Like so many of you, I have taken on too much. *sigh*
Like many librarians, I’m a pleaser. I want to say “yes.” Oh, I may buck at authority structures, but really, I want to make the world a better place and everyone’s day brighter. (Obviously, unlike some bloggers, I have never been accused of being the incorrigibly pessimistic Annoyed Librarian.)
I want to find the best answer to your ref question, I want to reform your small dysfunctional non-profit, I want to find the book that will turn the head of your reluctant reader, and I want to do everything brilliantly and on time.
Of course I also want to have a life. Ha ha.
I tend to attribute this personality trait of mine to being socialized as a girl child (particularly within my educated, middle class social location) but I think there is also an element of people-pleasing in the culture of niceness endemic to librarianship. (Not all together separable, seeing as it’s a largely feminized profession, but I digress…)
However, knowing I’m not alone in this boat, I wanted to share a nice moment I had recently. I was approached to do a little sideline work (yes, *more* work…the last thing I need, right? oy.). And it was work I wanted to do – work I knew I could do well, was of interest to me, and I felt could make a difference in the world.
I had a heads-up that this work offer might be coming, so I had a couple of days in which to dither about it. So I dithered. I mentioned it to my partner who emphasized to me that I do not need more work. I journalled about it: how I don’t need more work, but didn’t it sound cool, and how unfortunate that it had to happen now. I thought about who I could recommend that would be a good fit for the contract and might have the time to squeeze it in. So when the official approach came, I was more or less prepared to say “no.”
But it was still hard! I sat with my email reply window staring at me for a few minutes before beginning to type. I dithered some more. Waffled a bit. Looked at my calendar up down and sideways, wondering if there were perhaps some secret extra day in the week I just hadn’t noticed yet. Worried about turning down paid work in this kinda-scary economy. And eventually responded, as I knew I would have to, that I was interested but just unable to commit to more work at this time.

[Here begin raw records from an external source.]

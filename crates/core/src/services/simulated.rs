//! Simulated services.
//!
//! These stand in for the real EHR, OCR, NLP and matching back ends. Each waits for a fixed
//! delay (cancellable through the operation token) and then returns fixture data.

use super::{
    ConsentDelivery, DocumentExtractor, EhrService, MatchingService, ProcessingStage,
    StageCallback, TextExtractor,
};
use crate::consent::{ConsentMethod, SignatureArtifact};
use crate::error::ValidationError;
use crate::intake::{EhrRecord, EhrSystem, PartialPatient, UploadedDocument};
use crate::patient::Patient;
use crate::profile::MatchSelection;
use crate::task::{simulate_delay, OperationToken};
use crate::trial::{Trial, TrialCatalogue};
use crate::{WorkflowError, WorkflowResult};
use async_trait::async_trait;
use chrono::NaiveDate;
use once_cell::sync::Lazy;
use regex::Regex;
use std::time::Duration;

fn ehr_record(
    ehr_id: &str,
    name: &str,
    born: (i32, u32, u32),
    gender: &str,
    diagnosis: &str,
    mrn: &str,
) -> Option<EhrRecord> {
    Some(EhrRecord {
        ehr_id: ehr_id.to_string(),
        name: name.to_string(),
        date_of_birth: NaiveDate::from_ymd_opt(born.0, born.1, born.2)?,
        gender: gender.to_string(),
        primary_diagnosis: diagnosis.to_string(),
        mrn: mrn.to_string(),
    })
}

/// The records every simulated EHR system holds.
pub fn fixture_ehr_records() -> Vec<EhrRecord> {
    [
        ehr_record(
            "EHR-78912",
            "Jennifer Martinez",
            (1982, 4, 15),
            "Female",
            "Triple Negative Breast Cancer",
            "MRN-456123",
        ),
        ehr_record(
            "EHR-65432",
            "David Wilson",
            (1975, 11, 23),
            "Male",
            "Stage III Colon Cancer",
            "MRN-789456",
        ),
        ehr_record(
            "EHR-34567",
            "Amanda Thompson",
            (1990, 7, 8),
            "Female",
            "Hodgkin's Lymphoma",
            "MRN-321654",
        ),
    ]
    .into_iter()
    .flatten()
    .collect()
}

#[derive(Clone, Debug)]
pub struct SimulatedEhr {
    connect_delay: Duration,
    search_delay: Duration,
    records: Vec<EhrRecord>,
}

impl SimulatedEhr {
    pub fn new(connect_delay: Duration, search_delay: Duration) -> Self {
        Self {
            connect_delay,
            search_delay,
            records: fixture_ehr_records(),
        }
    }

    pub fn with_records(mut self, records: Vec<EhrRecord>) -> Self {
        self.records = records;
        self
    }
}

#[async_trait]
impl EhrService for SimulatedEhr {
    async fn connect(&self, system: EhrSystem, token: &OperationToken) -> WorkflowResult<()> {
        simulate_delay(self.connect_delay, token).await?;
        tracing::debug!(%system, "simulated EHR connected");
        Ok(())
    }

    async fn search_ehr(
        &self,
        system: EhrSystem,
        query: &str,
        token: &OperationToken,
    ) -> WorkflowResult<Vec<EhrRecord>> {
        simulate_delay(self.search_delay, token).await?;
        let results: Vec<EhrRecord> = self
            .records
            .iter()
            .filter(|r| r.matches(query))
            .cloned()
            .collect();
        tracing::debug!(%system, %query, results = results.len(), "simulated EHR search");
        Ok(results)
    }
}

/// OCR stand-in. Whatever is uploaded, it "reads" the same patient.
#[derive(Clone, Debug)]
pub struct SimulatedOcr {
    delay: Duration,
}

impl SimulatedOcr {
    pub fn new(delay: Duration) -> Self {
        Self { delay }
    }
}

#[async_trait]
impl DocumentExtractor for SimulatedOcr {
    async fn extract_from_documents(
        &self,
        files: &[UploadedDocument],
        token: &OperationToken,
    ) -> WorkflowResult<PartialPatient> {
        if files.is_empty() {
            return Err(ValidationError::NoDocuments.into());
        }
        simulate_delay(self.delay, token).await?;
        tracing::debug!(documents = files.len(), "simulated OCR finished");
        Ok(PartialPatient {
            name: Some("Alex Johnson".to_string()),
            age: Some(62),
            sex: None,
            diagnosis: Some("Metastatic Colorectal Cancer".to_string()),
        })
    }
}

static AGE_RE: Lazy<Regex> = Lazy::new(|| {
    Regex::new(r"(?i)\b(\d{1,3})[\s-]*(?:yo|y/o|years?[\s-]+old)\b").expect("valid age regex")
});

static FEMALE_RE: Lazy<Regex> = Lazy::new(|| {
    Regex::new(r"(?i)\b(?:woman|female|girl|lady)\b").expect("valid sex regex")
});

static MALE_RE: Lazy<Regex> = Lazy::new(|| {
    Regex::new(r"(?i)\b(?:man|male|boy|gentleman)\b").expect("valid sex regex")
});

static NAME_RE: Lazy<Regex> = Lazy::new(|| {
    Regex::new(r"(?i:name)\s*[:\-]\s*([A-Z][a-z]+(?:\s+[A-Z][a-z]+)+)").expect("valid name regex")
});

static DIAGNOSIS_RE: Lazy<Regex> = Lazy::new(|| {
    Regex::new(
        r"(?i)\b(?:consistent with|diagnosed with|diagnosis of)\s+([a-z0-9][a-z0-9 '()+/-]*?)\s*(?:[.,;]|$)",
    )
    .expect("valid diagnosis regex")
});

/// Pattern-based [`TextExtractor`].
///
/// Picks up an age ("32 yo", "45-year-old"), a sex word, a "Name: First Last" label and the
/// phrase after "consistent with", "diagnosed with" or "diagnosis of". Anything it cannot find
/// is left empty.
#[derive(Clone, Debug, Default)]
pub struct PatternTextExtractor {
    delay: Duration,
}

impl PatternTextExtractor {
    pub fn new(delay: Duration) -> Self {
        Self { delay }
    }

    pub fn extract(text: &str) -> PartialPatient {
        let age = AGE_RE
            .captures(text)
            .and_then(|c| c.get(1))
            .and_then(|m| m.as_str().parse::<u32>().ok());

        let sex = if FEMALE_RE.is_match(text) {
            Some("Female".to_string())
        } else if MALE_RE.is_match(text) {
            Some("Male".to_string())
        } else {
            None
        };

        let name = NAME_RE
            .captures(text)
            .and_then(|c| c.get(1))
            .map(|m| m.as_str().to_string());

        let diagnosis = DIAGNOSIS_RE
            .captures(text)
            .and_then(|c| c.get(1))
            .map(|m| m.as_str().trim().to_string())
            .filter(|d| !d.is_empty());

        PartialPatient {
            name,
            age,
            sex,
            diagnosis,
        }
    }
}

#[async_trait]
impl TextExtractor for PatternTextExtractor {
    async fn analyze_text(
        &self,
        text: &str,
        token: &OperationToken,
    ) -> WorkflowResult<PartialPatient> {
        simulate_delay(self.delay, token).await?;
        let partial = Self::extract(text);
        tracing::debug!(?partial, "summary analysed");
        Ok(partial)
    }
}

/// Matching stand-in. Walks the processing stages, then returns the catalogue ranked by score.
#[derive(Clone, Debug)]
pub struct SimulatedMatching {
    delay: Duration,
    catalogue: TrialCatalogue,
}

impl SimulatedMatching {
    pub fn new(delay: Duration, catalogue: TrialCatalogue) -> Self {
        Self { delay, catalogue }
    }
}

#[async_trait]
impl MatchingService for SimulatedMatching {
    async fn match_trials(
        &self,
        patient: &Patient,
        selection: &MatchSelection,
        on_stage: StageCallback<'_>,
        token: &OperationToken,
    ) -> WorkflowResult<Vec<Trial>> {
        let per_stage = self.delay / ProcessingStage::ALL.len() as u32;
        for stage in ProcessingStage::ALL {
            token.check()?;
            on_stage(stage);
            tracing::debug!(patient_id = %patient.id, %stage, "matching stage");
            simulate_delay(per_stage, token).await?;
        }

        let trials = self.catalogue.ranked();
        if trials.is_empty() {
            return Err(WorkflowError::Fixture("trial catalogue is empty".into()));
        }
        tracing::debug!(
            patient_id = %patient.id,
            categories = selection.categories.len(),
            documents = selection.documents.len(),
            trials = trials.len(),
            "simulated matching finished"
        );
        Ok(trials)
    }
}

#[derive(Clone, Debug)]
pub struct SimulatedConsentDelivery {
    send_delay: Duration,
    response_delay: Duration,
    save_delay: Duration,
}

impl SimulatedConsentDelivery {
    pub fn new(send_delay: Duration, response_delay: Duration, save_delay: Duration) -> Self {
        Self {
            send_delay,
            response_delay,
            save_delay,
        }
    }
}

#[async_trait]
impl ConsentDelivery for SimulatedConsentDelivery {
    async fn send_consent(
        &self,
        patient: &Patient,
        method: ConsentMethod,
        destination: &str,
        token: &OperationToken,
    ) -> WorkflowResult<()> {
        simulate_delay(self.send_delay, token).await?;
        tracing::debug!(patient_id = %patient.id, %method, %destination, "e-consent sent");
        Ok(())
    }

    async fn await_response(&self, patient: &Patient, token: &OperationToken) -> WorkflowResult<()> {
        simulate_delay(self.response_delay, token).await?;
        tracing::debug!(patient_id = %patient.id, "e-consent completed by patient");
        Ok(())
    }

    async fn save_signature(
        &self,
        patient: &Patient,
        signature: &SignatureArtifact,
        token: &OperationToken,
    ) -> WorkflowResult<()> {
        simulate_delay(self.save_delay, token).await?;
        tracing::debug!(patient_id = %patient.id, bytes = signature.len(), "signature saved");
        Ok(())
    }
}

#[cfg(test)]
mod tests {
    use super::*;
    use crate::intake::quick_entry::EXAMPLE_SUMMARY;
    use crate::patient::ConsentStatus;
    use chrono::Utc;
    use std::sync::Mutex;

    fn patient() -> Patient {
        Patient::seeded(
            12845,
            "Sarah Johnson",
            54,
            "Breast Cancer (HER2+)",
            ConsentStatus::Consented,
            Utc::now(),
        )
    }

    #[test]
    fn test_extract_example_summary() {
        let partial = PatternTextExtractor::extract(EXAMPLE_SUMMARY);
        assert_eq!(partial.age, Some(32));
        assert_eq!(partial.sex.as_deref(), Some("Female"));
        assert_eq!(partial.diagnosis.as_deref(), Some("AVM"));
        assert_eq!(partial.name, None);
    }

    #[test]
    fn test_extract_labelled_name_and_male() {
        let partial = PatternTextExtractor::extract(
            "Name: David Wilson. 48-year-old man diagnosed with stage III colon cancer, \
             currently on FOLFOX.",
        );
        assert_eq!(partial.name.as_deref(), Some("David Wilson"));
        assert_eq!(partial.age, Some(48));
        assert_eq!(partial.sex.as_deref(), Some("Male"));
        assert_eq!(partial.diagnosis.as_deref(), Some("stage III colon cancer"));
    }

    #[test]
    fn test_extract_finds_nothing() {
        assert_eq!(
            PatternTextExtractor::extract("follow-up visit, no complaints today"),
            PartialPatient::default()
        );
    }

    #[tokio::test]
    async fn test_ehr_search_filters_fixtures() {
        let ehr = SimulatedEhr::new(Duration::ZERO, Duration::ZERO);
        let token = OperationToken::new();
        let found = ehr
            .search_ehr(EhrSystem::Epic, "wilson", &token)
            .await
            .unwrap();
        assert_eq!(found.len(), 1);
        assert_eq!(found[0].mrn, "MRN-789456");

        let none = ehr
            .search_ehr(EhrSystem::Epic, "nobody", &token)
            .await
            .unwrap();
        assert!(none.is_empty());
    }

    #[tokio::test]
    async fn test_ocr_returns_fixture_patient() {
        let ocr = SimulatedOcr::new(Duration::ZERO);
        let files = vec![UploadedDocument::new("report.pdf", 10, "application/pdf")];
        let partial = ocr
            .extract_from_documents(&files, &OperationToken::new())
            .await
            .unwrap();
        assert_eq!(partial.name.as_deref(), Some("Alex Johnson"));
        assert_eq!(partial.age, Some(62));
    }

    #[tokio::test(start_paused = true)]
    async fn test_matching_walks_stages_and_ranks() {
        let matching = SimulatedMatching::new(
            Duration::from_millis(3_500),
            TrialCatalogue::dashboard().unwrap(),
        );
        let seen = Mutex::new(Vec::new());
        let on_stage = |stage: ProcessingStage| seen.lock().unwrap().push(stage);

        let trials = matching
            .match_trials(
                &patient(),
                &MatchSelection::default(),
                &on_stage,
                &OperationToken::new(),
            )
            .await
            .unwrap();

        assert_eq!(seen.into_inner().unwrap(), ProcessingStage::ALL.to_vec());
        assert_eq!(trials.len(), 5);
        assert!(trials.windows(2).all(|w| w[0].score >= w[1].score));
    }

    #[tokio::test]
    async fn test_cancelled_matching_stops() {
        let matching =
            SimulatedMatching::new(Duration::ZERO, TrialCatalogue::dashboard().unwrap());
        let token = OperationToken::new();
        token.cancel();
        let result = matching
            .match_trials(&patient(), &MatchSelection::default(), &|_| {}, &token)
            .await;
        assert!(matches!(result, Err(WorkflowError::Cancelled)));
    }
}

I also added that I was sorry to have to pass up this opportunity, that I’d love to be kept in mind for future work along the same lines, and when I expected that I would be more available to take on such a new project. <–This is something I learned from my partner, who is a health care practitioner in private practice and has to manage wait lists, plan contracts in advance, make referrals, etc. Some people just want a referral to someone else if you’re too busy, and others want to wait until you are available. It sounds uber-obvious when I lay it out like this, but for me it’s still a struggle to transition from “I can do everything…until I burn out and then I can’t!” to “I can’t do this now but let me be upfront and tell you if and when I could do something similar so you can make an educated decision about your next steps.” It’s still hard to say “no,” even when it’s “no, but.”
I’m excited to be setting those boundaries. It’s how I would want to be treated. And it tends to work out well, in my experience, as others seem to appreciate the honesty and do come back later when I have said I’d have more time. Giving me yet more work, of course, but at least it’s getting more manageable the more I say “no” and the better I get at sussing out and pinning down early on in a proposal/offer exactly what the parameters of the work will be.